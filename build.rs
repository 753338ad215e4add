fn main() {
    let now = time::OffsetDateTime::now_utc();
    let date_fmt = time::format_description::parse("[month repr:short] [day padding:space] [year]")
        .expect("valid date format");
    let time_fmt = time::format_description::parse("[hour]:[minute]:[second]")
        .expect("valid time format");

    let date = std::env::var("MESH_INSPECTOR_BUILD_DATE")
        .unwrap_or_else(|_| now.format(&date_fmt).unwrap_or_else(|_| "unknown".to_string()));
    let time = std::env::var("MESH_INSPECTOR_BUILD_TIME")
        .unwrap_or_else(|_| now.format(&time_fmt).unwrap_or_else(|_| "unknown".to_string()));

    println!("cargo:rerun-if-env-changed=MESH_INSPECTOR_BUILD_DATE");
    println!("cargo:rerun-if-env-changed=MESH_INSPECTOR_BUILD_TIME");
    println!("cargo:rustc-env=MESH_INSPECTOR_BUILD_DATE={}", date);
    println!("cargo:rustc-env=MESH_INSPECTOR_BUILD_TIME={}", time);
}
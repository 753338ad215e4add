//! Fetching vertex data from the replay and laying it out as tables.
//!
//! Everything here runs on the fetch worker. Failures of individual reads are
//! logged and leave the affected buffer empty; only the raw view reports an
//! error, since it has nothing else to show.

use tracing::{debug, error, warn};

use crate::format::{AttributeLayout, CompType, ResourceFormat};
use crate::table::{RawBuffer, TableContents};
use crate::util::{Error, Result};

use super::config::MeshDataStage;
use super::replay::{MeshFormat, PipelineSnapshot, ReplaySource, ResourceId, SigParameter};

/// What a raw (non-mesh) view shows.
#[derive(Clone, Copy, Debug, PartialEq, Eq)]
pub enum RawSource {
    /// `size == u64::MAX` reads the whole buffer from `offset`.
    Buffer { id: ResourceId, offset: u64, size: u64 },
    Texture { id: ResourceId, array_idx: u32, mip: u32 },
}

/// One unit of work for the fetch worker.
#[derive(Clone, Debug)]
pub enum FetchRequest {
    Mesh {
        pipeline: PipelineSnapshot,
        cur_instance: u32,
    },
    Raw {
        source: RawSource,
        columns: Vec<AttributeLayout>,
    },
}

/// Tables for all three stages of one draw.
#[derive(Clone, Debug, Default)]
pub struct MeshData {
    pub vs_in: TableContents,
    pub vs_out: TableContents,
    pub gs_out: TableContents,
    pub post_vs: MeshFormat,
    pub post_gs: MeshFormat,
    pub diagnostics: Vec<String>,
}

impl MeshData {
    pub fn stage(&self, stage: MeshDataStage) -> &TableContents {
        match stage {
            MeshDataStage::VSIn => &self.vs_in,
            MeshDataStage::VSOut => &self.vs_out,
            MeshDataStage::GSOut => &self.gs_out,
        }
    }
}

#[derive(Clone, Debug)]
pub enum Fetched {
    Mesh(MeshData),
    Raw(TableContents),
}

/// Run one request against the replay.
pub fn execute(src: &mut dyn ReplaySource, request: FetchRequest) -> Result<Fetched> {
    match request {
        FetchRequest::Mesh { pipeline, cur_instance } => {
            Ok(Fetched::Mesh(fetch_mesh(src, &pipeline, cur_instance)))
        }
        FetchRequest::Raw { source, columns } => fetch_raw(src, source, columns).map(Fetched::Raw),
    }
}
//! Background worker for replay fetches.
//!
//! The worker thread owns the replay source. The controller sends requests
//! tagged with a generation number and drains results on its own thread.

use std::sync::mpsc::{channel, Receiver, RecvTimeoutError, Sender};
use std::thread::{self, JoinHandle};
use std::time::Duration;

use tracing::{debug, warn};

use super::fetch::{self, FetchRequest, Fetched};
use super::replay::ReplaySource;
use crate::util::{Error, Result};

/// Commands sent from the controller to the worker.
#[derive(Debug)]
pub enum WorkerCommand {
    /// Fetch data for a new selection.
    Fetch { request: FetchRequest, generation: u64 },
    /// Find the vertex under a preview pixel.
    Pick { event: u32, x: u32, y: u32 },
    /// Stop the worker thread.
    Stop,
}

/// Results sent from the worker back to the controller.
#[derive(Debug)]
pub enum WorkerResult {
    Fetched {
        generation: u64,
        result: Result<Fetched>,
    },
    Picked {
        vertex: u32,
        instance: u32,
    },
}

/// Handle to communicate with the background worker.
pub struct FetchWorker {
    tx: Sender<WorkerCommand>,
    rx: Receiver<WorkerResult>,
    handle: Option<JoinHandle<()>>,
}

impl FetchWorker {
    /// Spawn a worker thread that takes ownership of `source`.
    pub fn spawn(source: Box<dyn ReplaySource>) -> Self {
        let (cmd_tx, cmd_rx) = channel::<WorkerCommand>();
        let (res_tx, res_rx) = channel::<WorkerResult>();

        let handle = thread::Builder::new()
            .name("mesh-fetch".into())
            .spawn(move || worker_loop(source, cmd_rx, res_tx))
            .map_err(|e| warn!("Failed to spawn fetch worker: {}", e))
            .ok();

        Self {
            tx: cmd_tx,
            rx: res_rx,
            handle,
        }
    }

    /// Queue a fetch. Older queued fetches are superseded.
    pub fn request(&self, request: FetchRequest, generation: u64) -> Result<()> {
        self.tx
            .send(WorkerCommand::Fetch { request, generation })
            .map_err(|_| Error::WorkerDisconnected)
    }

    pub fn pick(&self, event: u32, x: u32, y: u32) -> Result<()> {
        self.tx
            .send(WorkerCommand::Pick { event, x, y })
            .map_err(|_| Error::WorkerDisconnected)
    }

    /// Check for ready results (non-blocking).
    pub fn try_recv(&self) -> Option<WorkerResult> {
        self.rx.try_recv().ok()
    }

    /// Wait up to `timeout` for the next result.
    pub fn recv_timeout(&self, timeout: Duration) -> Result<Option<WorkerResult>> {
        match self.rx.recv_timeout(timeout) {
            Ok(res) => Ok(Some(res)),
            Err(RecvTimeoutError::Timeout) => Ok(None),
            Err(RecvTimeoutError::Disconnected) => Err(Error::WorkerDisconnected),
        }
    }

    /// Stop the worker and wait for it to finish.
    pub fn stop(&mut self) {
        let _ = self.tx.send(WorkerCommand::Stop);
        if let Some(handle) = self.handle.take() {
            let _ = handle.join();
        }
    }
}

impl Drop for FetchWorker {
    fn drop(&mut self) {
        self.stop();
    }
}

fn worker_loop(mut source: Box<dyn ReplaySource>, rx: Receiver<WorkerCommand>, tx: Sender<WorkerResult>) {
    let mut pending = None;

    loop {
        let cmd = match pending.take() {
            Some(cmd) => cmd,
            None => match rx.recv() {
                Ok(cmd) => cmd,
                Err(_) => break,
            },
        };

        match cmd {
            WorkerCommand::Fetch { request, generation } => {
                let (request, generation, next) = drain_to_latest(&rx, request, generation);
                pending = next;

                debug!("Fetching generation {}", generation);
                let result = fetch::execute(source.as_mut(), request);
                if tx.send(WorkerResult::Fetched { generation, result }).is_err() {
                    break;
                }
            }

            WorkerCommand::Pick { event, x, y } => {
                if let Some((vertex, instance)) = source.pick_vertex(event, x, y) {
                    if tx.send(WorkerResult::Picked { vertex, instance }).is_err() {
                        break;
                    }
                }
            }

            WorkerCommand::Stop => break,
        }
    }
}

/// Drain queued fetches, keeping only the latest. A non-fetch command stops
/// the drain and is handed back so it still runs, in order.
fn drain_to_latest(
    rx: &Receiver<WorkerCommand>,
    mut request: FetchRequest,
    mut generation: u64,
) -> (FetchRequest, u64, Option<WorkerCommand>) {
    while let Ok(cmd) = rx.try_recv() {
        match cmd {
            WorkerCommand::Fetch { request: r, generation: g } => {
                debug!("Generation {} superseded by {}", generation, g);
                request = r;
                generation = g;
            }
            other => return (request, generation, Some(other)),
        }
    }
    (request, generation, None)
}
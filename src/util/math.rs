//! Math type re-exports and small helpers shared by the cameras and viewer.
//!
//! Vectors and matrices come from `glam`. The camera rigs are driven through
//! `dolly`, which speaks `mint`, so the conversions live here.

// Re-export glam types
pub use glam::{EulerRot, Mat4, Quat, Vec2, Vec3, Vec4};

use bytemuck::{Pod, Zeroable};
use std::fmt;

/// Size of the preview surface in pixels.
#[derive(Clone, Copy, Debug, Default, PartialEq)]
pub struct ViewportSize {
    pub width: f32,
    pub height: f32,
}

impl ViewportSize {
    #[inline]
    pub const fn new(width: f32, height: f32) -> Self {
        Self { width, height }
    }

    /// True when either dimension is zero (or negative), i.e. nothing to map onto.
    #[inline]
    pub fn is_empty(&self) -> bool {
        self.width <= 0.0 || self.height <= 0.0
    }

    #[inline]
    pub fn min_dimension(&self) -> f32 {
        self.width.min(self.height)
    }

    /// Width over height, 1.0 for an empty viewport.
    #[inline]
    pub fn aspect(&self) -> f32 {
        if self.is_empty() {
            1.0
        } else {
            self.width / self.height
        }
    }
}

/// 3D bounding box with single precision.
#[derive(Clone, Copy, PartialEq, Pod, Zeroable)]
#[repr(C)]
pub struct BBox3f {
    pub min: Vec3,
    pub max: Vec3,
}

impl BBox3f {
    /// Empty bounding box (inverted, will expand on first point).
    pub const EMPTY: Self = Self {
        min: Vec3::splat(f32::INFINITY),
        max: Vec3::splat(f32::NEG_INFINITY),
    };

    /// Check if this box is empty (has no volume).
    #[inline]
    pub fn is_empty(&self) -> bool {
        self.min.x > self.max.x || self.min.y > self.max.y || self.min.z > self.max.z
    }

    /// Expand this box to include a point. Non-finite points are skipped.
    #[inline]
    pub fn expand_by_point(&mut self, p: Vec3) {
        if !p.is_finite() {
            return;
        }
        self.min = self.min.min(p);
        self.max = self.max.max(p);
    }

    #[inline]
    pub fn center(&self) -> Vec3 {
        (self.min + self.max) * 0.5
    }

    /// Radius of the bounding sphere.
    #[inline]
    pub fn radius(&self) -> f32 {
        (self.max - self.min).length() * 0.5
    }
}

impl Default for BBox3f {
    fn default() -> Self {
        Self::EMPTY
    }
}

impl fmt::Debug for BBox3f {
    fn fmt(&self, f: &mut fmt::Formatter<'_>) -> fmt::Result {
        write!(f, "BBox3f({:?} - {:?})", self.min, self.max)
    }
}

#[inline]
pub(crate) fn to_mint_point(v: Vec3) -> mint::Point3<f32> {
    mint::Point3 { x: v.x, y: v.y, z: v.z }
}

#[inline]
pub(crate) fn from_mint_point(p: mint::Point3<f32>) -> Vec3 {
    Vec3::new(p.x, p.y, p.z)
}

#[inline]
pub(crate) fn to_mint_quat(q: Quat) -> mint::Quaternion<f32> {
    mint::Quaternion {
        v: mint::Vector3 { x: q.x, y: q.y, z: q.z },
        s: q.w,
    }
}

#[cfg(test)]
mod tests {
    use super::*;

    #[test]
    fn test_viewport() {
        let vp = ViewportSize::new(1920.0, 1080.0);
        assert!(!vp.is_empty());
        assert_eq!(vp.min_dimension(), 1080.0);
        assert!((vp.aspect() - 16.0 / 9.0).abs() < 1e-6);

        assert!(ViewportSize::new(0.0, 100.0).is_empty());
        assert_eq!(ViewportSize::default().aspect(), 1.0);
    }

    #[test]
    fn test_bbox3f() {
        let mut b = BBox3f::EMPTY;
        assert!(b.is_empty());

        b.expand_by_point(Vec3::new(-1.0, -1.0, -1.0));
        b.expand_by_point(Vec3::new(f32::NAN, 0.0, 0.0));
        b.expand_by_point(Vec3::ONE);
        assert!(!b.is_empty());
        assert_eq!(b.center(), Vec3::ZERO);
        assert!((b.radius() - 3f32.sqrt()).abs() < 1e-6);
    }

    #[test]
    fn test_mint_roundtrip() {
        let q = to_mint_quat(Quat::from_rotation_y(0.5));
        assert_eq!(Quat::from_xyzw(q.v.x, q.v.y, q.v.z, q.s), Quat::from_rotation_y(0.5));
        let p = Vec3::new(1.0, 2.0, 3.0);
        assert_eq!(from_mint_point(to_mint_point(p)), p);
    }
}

---------------

• WORK REQUEST
In the records above, collect each line with "splat".

• RESULT OF THE EXERCISE
        min: Vec3::splat(f32::INFINITY),
        max: Vec3::splat(f32::NEG_INFINITY),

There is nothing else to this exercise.